Parallel computing on a cluster

Questions and remarks about code_saturne usage
Forum rules
Please read the forum usage recommendations before posting.
Ruonan
Posts: 136
Joined: Mon Dec 14, 2020 11:38 am

Parallel computing on a cluster

Post by Ruonan »

Dear developers,

Please could you help me with these questions?

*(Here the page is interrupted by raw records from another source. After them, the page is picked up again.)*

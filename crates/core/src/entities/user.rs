//! Users, groups, badges and per-user topic state

use crate::types::{BadgeId, GroupId, UserId};
use chrono::{DateTime, Utc};
use serde::{Deserialize, Serialize};

/// A user account
#[derive(Debug, Clone, PartialEq, Serialize, Deserialize)]
pub struct User {
    /// Identifier
    pub id: UserId,
    /// Unique handle, matched case-insensitively
    pub username: String,
    /// Optional display name
    pub name: Option<String>,
    /// Administrator
    pub admin: bool,
    /// Moderator
    pub moderator: bool,
    /// Created implicitly (e.g. by incoming email), never logged in
    pub staged: bool,
    /// Account activated
    pub active: bool,
    /// Suspended
    pub suspended: bool,
    /// Creation time
    pub created_at: DateTime<Utc>,
}

impl User {
    /// Create an active regular user
    pub fn new(id: UserId, username: impl Into<String>) -> Self {
        User {
            id,
            username: username.into(),
            name: None,
            admin: false,
            moderator: false,
            staged: false,
            active: true,
            suspended: false,
            created_at: Utc::now(),
        }
    }

    /// Create an administrator
    pub fn admin(id: UserId, username: impl Into<String>) -> Self {
        let mut user = User::new(id, username);
        user.admin = true;
        user
    }

    /// Builder: set display name
    pub fn with_name(mut self, name: impl Into<String>) -> Self {
        self.name = Some(name.into());
        self
    }

    /// Admins and moderators
    pub fn is_staff(&self) -> bool {
        self.admin || self.moderator
    }
}

/// Who may see a group
#[derive(Debug, Clone, Copy, PartialEq, Eq, Hash, Default, Serialize, Deserialize)]
#[serde(rename_all = "snake_case")]
pub enum GroupVisibility {
    /// Everyone, including anonymous visitors
    #[default]
    Public,
    /// Any logged-in user
    LoggedOnUsers,
    /// Members only
    Members,
    /// Staff only
    Staff,
}

/// A user group
#[derive(Debug, Clone, PartialEq, Serialize, Deserialize)]
pub struct Group {
    /// Identifier
    pub id: GroupId,
    /// Unique handle
    pub name: String,
    /// Optional display name
    pub full_name: Option<String>,
    /// Visibility level
    pub visibility: GroupVisibility,
}

impl Group {
    /// Create a public group
    pub fn new(id: GroupId, name: impl Into<String>) -> Self {
        Group {
            id,
            name: name.into(),
            full_name: None,
            visibility: GroupVisibility::Public,
        }
    }

    /// Builder: set visibility
    pub fn with_visibility(mut self, visibility: GroupVisibility) -> Self {
        self.visibility = visibility;
        self
    }
}

/// A badge that users can be granted
#[derive(Debug, Clone, PartialEq, Eq, Serialize, Deserialize)]
pub struct Badge {
    /// Identifier
    pub id: BadgeId,
    /// Display name, matched case-insensitively
    pub name: String,
}

impl Badge {
    /// Create a badge
    pub fn new(id: BadgeId, name: impl Into<String>) -> Self {
        Badge {
            id,
            name: name.into(),
        }
    }
}

/// Topic notification level for a user
#[derive(Debug, Clone, Copy, PartialEq, Eq, PartialOrd, Ord, Hash, Default, Serialize, Deserialize)]
#[serde(rename_all = "snake_case")]
pub enum NotificationLevel {
    /// No notifications
    Muted,
    /// Default
    #[default]
    Regular,
    /// Unread counts
    Tracking,
    /// Every post
    Watching,
}

/// Per-user state for one topic
#[derive(Debug, Clone, Copy, PartialEq, Eq, Default, Serialize, Deserialize)]
pub struct TopicUserState {
    /// Highest post number read (0 = never opened)
    pub last_read_post_number: u32,
    /// Notification level
    pub notification_level: NotificationLevel,
    /// The user has posted in this topic
    pub posted: bool,
}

Recently I compiled the GitHub latest version on my university's cluster. This time I didn't use GUI, what I did is: copy the mesh, xml (generated by GUI on my desktop PC) and src files to the cluster's corresponding folder, then go into the /DATA/run.cfg file, change the node and CPU numbers, then run "code_Saturne run" command in DATA folder. The case can run, but I have three questions:

1. On the cluster, I got two nodes, each node has 20 CPUs. In the run.cfg file, I wrote "n_procs: 2 n_threads: 20". Is this correct? Does "n_threads" mean the total CPUs or the CPUs per node please?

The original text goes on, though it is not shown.